WHAT THE TASK REQUIRES:
Send back the records in full, character for character.

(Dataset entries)
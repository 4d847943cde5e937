//! Validated payload types shared by the kitchen languages.

use hfm_engine::ConstructionError;
use hfm_types::TryNew;
use serde::{Deserialize, Serialize};
use std::fmt;
use std::str::FromStr;

/// Longest accepted ingredient name, in characters.
pub const MAX_INGREDIENT_LEN: usize = 32;

/// A named ingredient: a sandwich component or a pizza topping.
///
/// Names are trimmed, non-empty, at most [`MAX_INGREDIENT_LEN`]
/// characters, and made of letters, spaces and hyphens.
///
/// # Example
///
/// ```
/// use hfm_kitchen::Ingredient;
/// use hfm_types::TryNew;
///
/// let cheese = Ingredient::try_new("  Cheese ".to_string())?;
/// assert_eq!(cheese.as_str(), "Cheese");
/// assert!(Ingredient::try_new(String::new()).is_err());
/// # Ok::<(), hfm_engine::ConstructionError>(())
/// ```
#[derive(Debug, Clone, PartialEq, Eq, Hash, Serialize, Deserialize)]
#[serde(try_from = "String", into = "String")]
pub struct Ingredient(String);

impl Ingredient {
    /// Returns the name.
    #[must_use]
    pub fn as_str(&self) -> &str {
        &self.0
    }
}

impl TryNew for Ingredient {
    type Error = ConstructionError;
    type Args = String;

    fn try_new(name: String) -> Result<Self, ConstructionError> {
        let name = name.trim();
        if name.is_empty() {
            return Err(ConstructionError::Empty { field: "ingredient" });
        }
        if name.chars().count() > MAX_INGREDIENT_LEN {
            return Err(ConstructionError::invalid(
                "ingredient",
                format!("longer than {MAX_INGREDIENT_LEN} characters"),
            ));
        }
        if let Some(bad) = name
            .chars()
            .find(|c| !(c.is_alphabetic() || *c == ' ' || *c == '-'))
        {
            return Err(ConstructionError::invalid(
                "ingredient",
                format!("unexpected character '{bad}'"),
            ));
        }
        Ok(Self(name.to_string()))
    }
}

impl FromStr for Ingredient {
    type Err = ConstructionError;

    fn from_str(s: &str) -> Result<Self, Self::Err> {
        Self::try_new(s.to_string())
    }
}

impl TryFrom<String> for Ingredient {
    type Error = ConstructionError;

    fn try_from(value: String) -> Result<Self, Self::Error> {
        Self::try_new(value)
    }
}

impl From<Ingredient> for String {
    fn from(value: Ingredient) -> Self {
        value.0
    }
}

impl fmt::Display for Ingredient {
    fn fmt(&self, f: &mut fmt::Formatter<'_>) -> fmt::Result {
        f.write_str(&self.0)
    }
}

/// Parses every name, failing on the first invalid one.
///
/// # Errors
///
/// [`ConstructionError::Empty`] with `field` for an empty list, or the
/// error of the first invalid name.
pub fn ingredients<S: AsRef<str>>(
    field: &'static str,
    names: &[S],
) -> Result<Vec<Ingredient>, ConstructionError> {
    if names.is_empty() {
        return Err(ConstructionError::Empty { field });
    }
    names.iter().map(|name| name.as_ref().parse()).collect()
}

/// Pizza size.
#[derive(Debug, Clone, Copy, PartialEq, Eq, Hash, Serialize, Deserialize)]
#[serde(rename_all = "snake_case")]
pub enum PizzaSize {
    Small,
    Medium,
    Large,
}

impl PizzaSize {
    /// All sizes, smallest first.
    pub const ALL: [PizzaSize; 3] = [Self::Small, Self::Medium, Self::Large];

    /// Diameter in centimetres.
    #[must_use]
    pub fn diameter_cm(self) -> u32 {
        match self {
            Self::Small => 25,
            Self::Medium => 30,
            Self::Large => 36,
        }
    }
}

impl fmt::Display for PizzaSize {
    fn fmt(&self, f: &mut fmt::Formatter<'_>) -> fmt::Result {
        let name = match self {
            Self::Small => "small",
            Self::Medium => "medium",
            Self::Large => "large",
        };
        f.write_str(name)
    }
}

impl FromStr for PizzaSize {
    type Err = ConstructionError;

    fn from_str(s: &str) -> Result<Self, Self::Err> {
        match s.trim().to_lowercase().as_str() {
            "small" | "s" => Ok(Self::Small),
            "medium" | "m" => Ok(Self::Medium),
            "large" | "l" => Ok(Self::Large),
            other => Err(ConstructionError::invalid(
                "size",
                format!("unknown pizza size '{other}'"),
            )),
        }
    }
}

#[cfg(test)]
mod tests {
    use super::*;
    use hfm_types::ErrorCode;

    #[test]
    fn ingredient_trims_and_keeps_case() {
        let salt: Ingredient = " Sea Salt ".parse().unwrap();
        assert_eq!(salt.to_string(), "Sea Salt");
    }

    #[test]
    fn ingredient_rejects_bad_names() {
        assert_eq!(
            Ingredient::try_new("   ".into()).unwrap_err().code(),
            "CONSTRUCTION_EMPTY"
        );
        assert_eq!(
            "Cheese!".parse::<Ingredient>().unwrap_err().code(),
            "CONSTRUCTION_INVALID"
        );
        let long = "a".repeat(MAX_INGREDIENT_LEN + 1);
        assert!(Ingredient::try_new(long).is_err());
    }

    #[test]
    fn ingredient_list_must_not_be_empty() {
        let none: [&str; 0] = [];
        assert_eq!(
            ingredients("components", &none).unwrap_err(),
            ConstructionError::Empty { field: "components" }
        );
        let parsed = ingredients("components", &["Cheese", "Salt"]).unwrap();
        assert_eq!(parsed.len(), 2);
    }

    #[test]
    fn ingredient_serde_validates() {
        let ok: Ingredient = serde_json::from_str("\"Basil\"").unwrap();
        assert_eq!(ok.as_str(), "Basil");
        assert!(serde_json::from_str::<Ingredient>("\"\"").is_err());
    }

    #[test]
    fn pizza_size_parse() {
        assert_eq!("L".parse::<PizzaSize>().unwrap(), PizzaSize::Large);
        assert!("huge".parse::<PizzaSize>().is_err());
        assert_eq!(PizzaSize::Medium.diameter_cm(), 30);
    }
}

TASK ANSWER:
repository 4d847943cde5e937
//! Validated payload types shared by the kitchen languages.

use hfm_engine::ConstructionError;
use hfm_types::TryNew;
use serde::{Deserialize, Serialize};
use std::fmt;
use std::str::FromStr;

/// Longest accepted ingredient name, in characters.
pub const MAX_INGREDIENT_LEN: usize = 32;

/// A named ingredient: a sandwich component or a pizza topping.
///
/// Names are trimmed, non-empty, at most [`MAX_INGREDIENT_LEN`]
/// characters, and made of letters, spaces and hyphens.
///
/// # Example
///
/// ```
/// use hfm_kitchen::Ingredient;
/// use hfm_types::TryNew;
///
/// let cheese = Ingredient::try_new("  Cheese ".to_string())?;
/// assert_eq!(cheese.as_str(), "Cheese");
/// assert!(Ingredient::try_new(String::new()).is_err());
/// # Ok::<(), hfm_engine::ConstructionError>(())
/// ```
#[derive(Debug, Clone, PartialEq, Eq, Hash, Serialize, Deserialize)]
#[serde(try_from = "String", into = "String")]
pub struct Ingredient(String);

impl Ingredient {
    /// Returns the name.
    #[must_use]
    pub fn as_str(&self) -> &str {
        &self.0
    }
}

impl TryNew for Ingredient {
    type Error = ConstructionError;
    type Args = String;

    fn try_new(name: String) -> Result<Self, ConstructionError> {
        let name = name.trim();
        if name.is_empty() {
            return Err(ConstructionError::Empty { field: "ingredient" });
        }
        if name.chars().count() > MAX_INGREDIENT_LEN {
            return Err(ConstructionError::invalid(
                "ingredient",
                format!("longer than {MAX_INGREDIENT_LEN} characters"),
            ));
        }
        if let Some(bad) = name
            .chars()
            .find(|c| !(c.is_alphabetic() || *c == ' ' || *c == '-'))
        {
            return Err(ConstructionError::invalid(
                "ingredient",
                format!("unexpected character '{bad}'"),
            ));
        }
        Ok(Self(name.to_string()))
    }
}

impl FromStr for Ingredient {
    type Err = ConstructionError;

    fn from_str(s: &str) -> Result<Self, Self::Err> {
        Self::try_new(s.to_string())
    }
}

impl TryFrom<String> for Ingredient {
    type Error = ConstructionError;

    fn try_from(value: String) -> Result<Self, Self::Error> {
        Self::try_new(value)
    }
}

impl From<Ingredient> for String {
    fn from(value: Ingredient) -> Self {
        value.0
    }
}

impl fmt::Display for Ingredient {
    fn fmt(&self, f: &mut fmt::Formatter<'_>) -> fmt::Result {
        f.write_str(&self.0)
    }
}

/// Parses every name, failing on the first invalid one.
///
/// # Errors
///
/// [`ConstructionError::Empty`] with `field` for an empty list, or the
/// error of the first invalid name.
pub fn ingredients<S: AsRef<str>>(
    field: &'static str,
    names: &[S],
) -> Result<Vec<Ingredient>, ConstructionError> {
    if names.is_empty() {
        return Err(ConstructionError::Empty { field });
    }
    names.iter().map(|name| name.as_ref().parse()).collect()
}

/// Pizza size.
#[derive(Debug, Clone, Copy, PartialEq, Eq, Hash, Serialize, Deserialize)]
#[serde(rename_all = "snake_case")]
pub enum PizzaSize {
    Small,
    Medium,
    Large,
}

impl PizzaSize {
    /// All sizes, smallest first.
    pub const ALL: [PizzaSize; 3] = [Self::Small, Self::Medium, Self::Large];

    /// Diameter in centimetres.
    #[must_use]
    pub fn diameter_cm(self) -> u32 {
        match self {
            Self::Small => 25,
            Self::Medium => 30,
            Self::Large => 36,
        }
    }
}

impl fmt::Display for PizzaSize {
    fn fmt(&self, f: &mut fmt::Formatter<'_>) -> fmt::Result {
        let name = match self {
            Self::Small => "small",
            Self::Medium => "medium",
            Self::Large => "large",
        };
        f.write_str(name)
    }
}

impl FromStr for PizzaSize {
    type Err = ConstructionError;

    fn from_str(s: &str) -> Result<Self, Self::Err> {
        match s.trim().to_lowercase().as_str() {
            "small" | "s" => Ok(Self::Small),
            "medium" | "m" => Ok(Self::Medium),
            "large" | "l" => Ok(Self::Large),
            other => Err(ConstructionError::invalid(
                "size",
                format!("unknown pizza size '{other}'"),
            )),
        }
    }
}

#[cfg(test)]
mod tests {
    use super::*;
    use hfm_types::ErrorCode;

    #[test]
    fn ingredient_trims_and_keeps_case() {
        let salt: Ingredient = " Sea Salt ".parse().unwrap();
        assert_eq!(salt.to_string(), "Sea Salt");
    }

    #[test]
    fn ingredient_rejects_bad_names() {
        assert_eq!(
            Ingredient::try_new("   ".into()).unwrap_err().code(),
            "CONSTRUCTION_EMPTY"
        );
        assert_eq!(
            "Cheese!".parse::<Ingredient>().unwrap_err().code(),
            "CONSTRUCTION_INVALID"
        );
        let long = "a".repeat(MAX_INGREDIENT_LEN + 1);
        assert!(Ingredient::try_new(long).is_err());
    }

    #[test]
    fn ingredient_list_must_not_be_empty() {
        let none: [&str; 0] = [];
        assert_eq!(
            ingredients("components", &none).unwrap_err(),
            ConstructionError::Empty { field: "components" }
        );
        let parsed = ingredients("components", &["Cheese", "Salt"]).unwrap();
        assert_eq!(parsed.len(), 2);
    }

    #[test]
    fn ingredient_serde_validates() {
        let ok: Ingredient = serde_json::from_str("\"Basil\"").unwrap();
        assert_eq!(ok.as_str(), "Basil");
        assert!(serde_json::from_str::<Ingredient>("\"\"").is_err());
    }

    #[test]
    fn pizza_size_parse() {
        assert_eq!("L".parse::<PizzaSize>().unwrap(), PizzaSize::Large);
        assert!("huge".parse::<PizzaSize>().is_err());
        assert_eq!(PizzaSize::Medium.diameter_cm(), 30);
    }
}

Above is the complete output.